To identify key contract issues, the local surveyed members—something it had never done at this workplace. Stewards distributed surveys to all members in various languages, and received an encouraging response rate of 25 percent after two weeks.

The results showed that a top priority for most members was to achieve parity in wages and benefits among the three Fairfax Connector garages. The two newer garages, which had more recently joined the union, didn’t make as much as the original garage. Other key issues were boosting wages generally, shortening the time it took to reach the top rate of pay, and improving the retirement plan.

There were other problems too. Mechanics reported that maintenance staff would often find water bottles full of urine on buses, as drivers had no other option during uninterrupted shifts of up to 10 hours behind the wheel. Fully half of all the survey respondents said they often went without bathroom breaks. A whopping 74 percent said that fumes on the buses were a big issue.

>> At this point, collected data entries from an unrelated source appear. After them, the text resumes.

use std::fmt;

use anyhow::Context;
use cityweather_core::{
    Config, FetchError, OpenWeatherProvider, Session, StaticCatalog, SuggestionSource, Units,
    WeatherProvider, provider_from_config,
};
use inquire::{
    Autocomplete, CustomUserError, InquireError, Select, Text, autocompletion::Replacement,
};

use crate::render;

type CliSession = Session<OpenWeatherProvider, StaticCatalog>;

/// Feeds the city prompt from the session's suggestion source.
#[derive(Debug, Clone)]
struct CityCompleter<S> {
    source: S,
}

impl<S> CityCompleter<S>
where
    S: SuggestionSource + Clone,
{
    fn for_session<P: WeatherProvider>(session: &Session<P, S>) -> Self {
        Self { source: session.source().clone() }
    }
}

impl<S> Autocomplete for CityCompleter<S>
where
    S: SuggestionSource + Clone,
{
    fn get_suggestions(&mut self, input: &str) -> Result<Vec<String>, CustomUserError> {
        Ok(self.source.candidates(input))
    }

    fn get_completion(
        &mut self,
        _input: &str,
        highlighted_suggestion: Option<String>,
    ) -> Result<Replacement, CustomUserError> {
        Ok(highlighted_suggestion)
    }
}

#[derive(Debug, Clone, Copy, PartialEq, Eq)]
enum Action {
    Search,
    /// Switch to the given unit system.
    Toggle(Units),
    Quit,
}

impl fmt::Display for Action {
    fn fmt(&self, f: &mut fmt::Formatter<'_>) -> fmt::Result {
        match self {
            Action::Search => f.write_str("Search another city"),
            Action::Toggle(units) => write!(f, "Switch to {}", units.scale_name()),
            Action::Quit => f.write_str("Quit"),
        }
    }
}

fn menu(units: Units) -> Vec<Action> {
    vec![Action::Search, Action::Toggle(units.toggle()), Action::Quit]
}

/// Asks for a city, looks it up, then offers the menu, until the user quits or cancels.
pub async fn run(config: &Config, units: Units) -> anyhow::Result<()> {
    let provider = provider_from_config(config)?;
    let mut session = Session::new(provider, config.catalog(), units);
    let completer = CityCompleter::for_session(&session);

    let mut action = Action::Search;
    loop {
        match action {
            Action::Search => {
                let Some(city) = prompt_city(&completer)? else {
                    break;
                };
                session.set_input(city);
                let outcome = session.submit().await;
                present(outcome, &session);
            }
            Action::Toggle(_) => {
                let units = session.toggle_units();
                println!("Switched to {}.", units.scale_name());
                if session.last_city().is_some() {
                    let outcome = session.refresh().await;
                    present(outcome, &session);
                }
            }
            Action::Quit => break,
        }

        action = match cancellable(
            Select::new("What next?", menu(session.units())).prompt(),
        )? {
            Some(next) => next,
            None => break,
        };
    }

    Ok(())
}

fn prompt_city(completer: &CityCompleter<StaticCatalog>) -> anyhow::Result<Option<String>> {
    cancellable(
        Text::new("City:")
            .with_placeholder("Enter city name")
            .with_autocomplete(completer.clone())
            .prompt(),
    )
}

/// Esc / Ctrl-C end the session instead of failing it.
fn cancellable<T>(answer: Result<T, InquireError>) -> anyhow::Result<Option<T>> {
    match answer {
        Ok(value) => Ok(Some(value)),
        Err(InquireError::OperationCanceled | InquireError::OperationInterrupted) => Ok(None),
        Err(err) => Err(err).context("Prompt failed"),
    }
}

/// Shows the error, if any, then whatever the session has on screen.
fn present(outcome: Result<(), FetchError>, session: &CliSession) {
    if let Err(err) = outcome {
        eprintln!("\n{}\n", err.user_message());
    }

    if let Some(report) = session.report() {
        println!();
        print!("{}", render::report(&report));
        println!();
    }
}

#[cfg(test)]
mod tests {
    use super::*;

    #[test]
    fn completer_uses_the_session_catalog() {
        let provider = OpenWeatherProvider::new("KEY".into());
        let catalog = StaticCatalog::new(vec!["Zurich".into(), "Lagos".into()]);
        let session = Session::new(provider, catalog, Units::Metric);

        let mut completer = CityCompleter::for_session(&session);

        assert_eq!(completer.get_suggestions("zu").unwrap(), ["Zurich"]);
        assert_eq!(completer.get_suggestions("lo").unwrap(), Vec::<String>::new());
    }

    #[test]
    fn completer_filters_catalog() {
        let mut completer = CityCompleter { source: StaticCatalog::default() };

        assert_eq!(completer.get_suggestions("lo").unwrap(), ["London", "Los Angeles"]);
        assert!(completer.get_suggestions(" ").unwrap().is_empty());
    }

    #[test]
    fn completion_takes_highlighted_suggestion() {
        let mut completer = CityCompleter { source: StaticCatalog::default() };

        let done = completer.get_completion("li", Some("Lisbon".into())).unwrap();
        assert_eq!(done, Some("Lisbon".to_string()));
        assert_eq!(completer.get_completion("li", None).unwrap(), None);
    }

    #[test]
    fn menu_offers_the_other_unit_system() {
        assert_eq!(menu(Units::Metric)[1].to_string(), "Switch to Fahrenheit");
        assert_eq!(menu(Units::Imperial)[1].to_string(), "Switch to Celsius");
    }

    #[test]
    fn cancelling_a_prompt_is_not_an_error() {
        let answer: Result<String, InquireError> = Err(InquireError::OperationCanceled);
        assert_eq!(cancellable(answer).unwrap(), None);

        let answer: Result<String, InquireError> = Err(InquireError::InvalidConfiguration("x".into()));
        assert!(cancellable(answer).is_err());
    }
}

Before this campaign, “sometimes you’d go to a union meeting and there’d only be seven or eight people there,” shop steward Luis Santiago said. But the activists’ outreach and the new app generated a buzz that began to attract more and more people to membership meetings—until the union struggled to find a room big enough to fit everybody.

OPENING VOLLEY

Local 1764 activists began to pursue the ultimate cause of their misery—not their direct employer, a giant multinational corporation called MV Transportation, but the Fairfax County Board of Supervisors.

This legislative body, made up of eight Democrats and two Republicans, had contracted out the work since the service began in 1985. Nevertheless, the county still owns the buses, sets the routes, establishes work rules, handles customer complaints, and even reserves the right to make the company fire someone.

To explain the issues that workers were facing, the contract committee attempted to meet with every supervisor on the board. Stunningly, some of the supervisors had never even heard of MV Transportation, despite its $70 million contract with the county. The supervisors sounded sympathetic at first, but they were reluctant to get involved, hiding behind the excuse that they couldn’t take sides in a private matter.

Next the contract committee organized a phone blitz. Members distributed flyers urging their co-workers to call the Fairfax Connector’s complaint hotline—usually used by customers to track down a lost bag or to complain about a late bus. After dozens of workers called to air their grievances about the absent pension, the county stopped taking hotline calls.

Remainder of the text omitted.